* [Exercise goal]:
Whenever the string "Persistence" appears in a line below, please copy the line out.

[Opening Data excerpts section]

use alloc::boxed::Box;
use alloc::format;
use alloc::string::String;
use alloc::vec::Vec;
use core::fmt;

use crate::class::Class;
use crate::descriptor::{Access, Annotation, BaseDescriptor, LabelKind, NamespaceDescriptor};
use crate::{Bind, Error, Result};

// -----------------------------------------------------------------------------
// Contact

/// A bindable member together with the route from the scanned type to
/// the struct declaring it.
///
/// Members inherited through `#[xml(extends)]` bases carry the chain of
/// bases to walk before their own accessor applies.
#[derive(Clone)]
pub struct Contact {
    name: &'static str,
    class: &'static Class,
    owner: &'static Class,
    annotation: Annotation,
    access: Access,
    path: Vec<BaseDescriptor>,
    namespace: Option<NamespaceDescriptor>,
    since: Option<f64>,
}

impl Contact {
    pub(crate) fn new(
        name: &'static str,
        class: &'static Class,
        owner: &'static Class,
        annotation: Annotation,
        access: Access,
        path: Vec<BaseDescriptor>,
        namespace: Option<NamespaceDescriptor>,
        since: Option<f64>,
    ) -> Self {
        Self {
            name,
            class,
            owner,
            annotation,
            access,
            path,
            namespace,
            since,
        }
    }

    /// The member name, or the property name of an accessor pair.
    #[inline]
    pub fn name(&self) -> &'static str {
        self.name
    }

    /// A name unique within the scanned type, qualified by the bases
    /// leading to the member.
    pub fn key(&self) -> String {
        let mut key = String::new();
        for base in &self.path {
            key.push_str(base.name());
            key.push('.');
        }
        key.push_str(self.name);
        key
    }

    #[inline]
    pub fn class(&self) -> &'static Class {
        self.class
    }

    /// The composite declaring the member.
    #[inline]
    pub fn owner(&self) -> &'static Class {
        self.owner
    }

    #[inline]
    pub fn annotation(&self) -> &Annotation {
        &self.annotation
    }

    #[inline]
    pub fn kind(&self) -> LabelKind {
        self.annotation.kind()
    }

    #[inline]
    pub fn access(&self) -> &Access {
        &self.access
    }

    #[inline]
    pub fn namespace(&self) -> Option<&NamespaceDescriptor> {
        self.namespace.as_ref()
    }

    #[inline]
    pub fn since(&self) -> Option<f64> {
        self.since
    }

    /// Whether the member can only be filled through a constructor.
    #[inline]
    pub fn is_read_only(&self) -> bool {
        self.access.is_read_only()
    }

    /// Borrows the member value, `None` for an empty option.
    pub fn get<'a>(&self, object: &'a dyn Bind) -> Option<&'a dyn Bind> {
        Class::present(self.get_raw(object)?)
    }

    /// Borrows the member value as declared, options included.
    pub fn get_raw<'a>(&self, object: &'a dyn Bind) -> Option<&'a dyn Bind> {
        let mut target = object;
        for base in &self.path {
            target = base.get(target)?;
        }
        (self.access.getter())(target)
    }

    /// Stores a value, wrapping it to the declared class when needed.
    pub fn set(&self, object: &mut dyn Bind, value: Box<dyn Bind>) -> Result<()> {
        let Some(setter) = self.access.setter() else {
            return Err(Error::Persistence(format!("Unable to set {self}, it is read only")));
        };
        let value = self.class.coerce(value).map_err(|value| {
            Error::Persistence(format!("Value of {} can not be assigned to {self}", value.dyn_class()))
        })?;
        let mut target = object;
        for base in &self.path {
            target = base
                .get_mut(target)
                .ok_or_else(|| Error::Persistence(format!("Base '{}' not found for {self}", base.name())))?;
        }
        setter(target, value)
            .map_err(|value| Error::Persistence(format!("Value of {} can not be assigned to {self}", value.dyn_class())))
    }
}

impl fmt::Display for Contact {
    fn fmt(&self, f: &mut fmt::Formatter<'_>) -> fmt::Result {
        match &self.access {
            Access::Field { .. } => write!(f, "field '{}' in {}", self.name, self.owner),
            Access::Property { getter, .. } => write!(f, "method '{getter}' in {}", self.owner),
        }
    }
}

impl fmt::Debug for Contact {
    fn fmt(&self, f: &mut fmt::Formatter<'_>) -> fmt::Result {
        f.debug_struct("Contact")
            .field("name", &self.name)
            .field("class", &self.class.ty())
            .field("kind", &self.kind())
            .field("read_only", &self.is_read_only())
            .finish_non_exhaustive()
    }
}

[Closing Data excerpts section]

* [Result for this task]:
            return Err(Error::Persistence(format!("Unable to set {self}, it is read only")));
            Error::Persistence(format!("Value of {} can not be assigned to {self}", value.dyn_class()))
                .ok_or_else(|| Error::Persistence(format!("Base '{}' not found for {self}", base.name())))?;
            .map_err(|value| Error::Persistence(format!("Value of {} can not be assigned to {self}", value.dyn_class())))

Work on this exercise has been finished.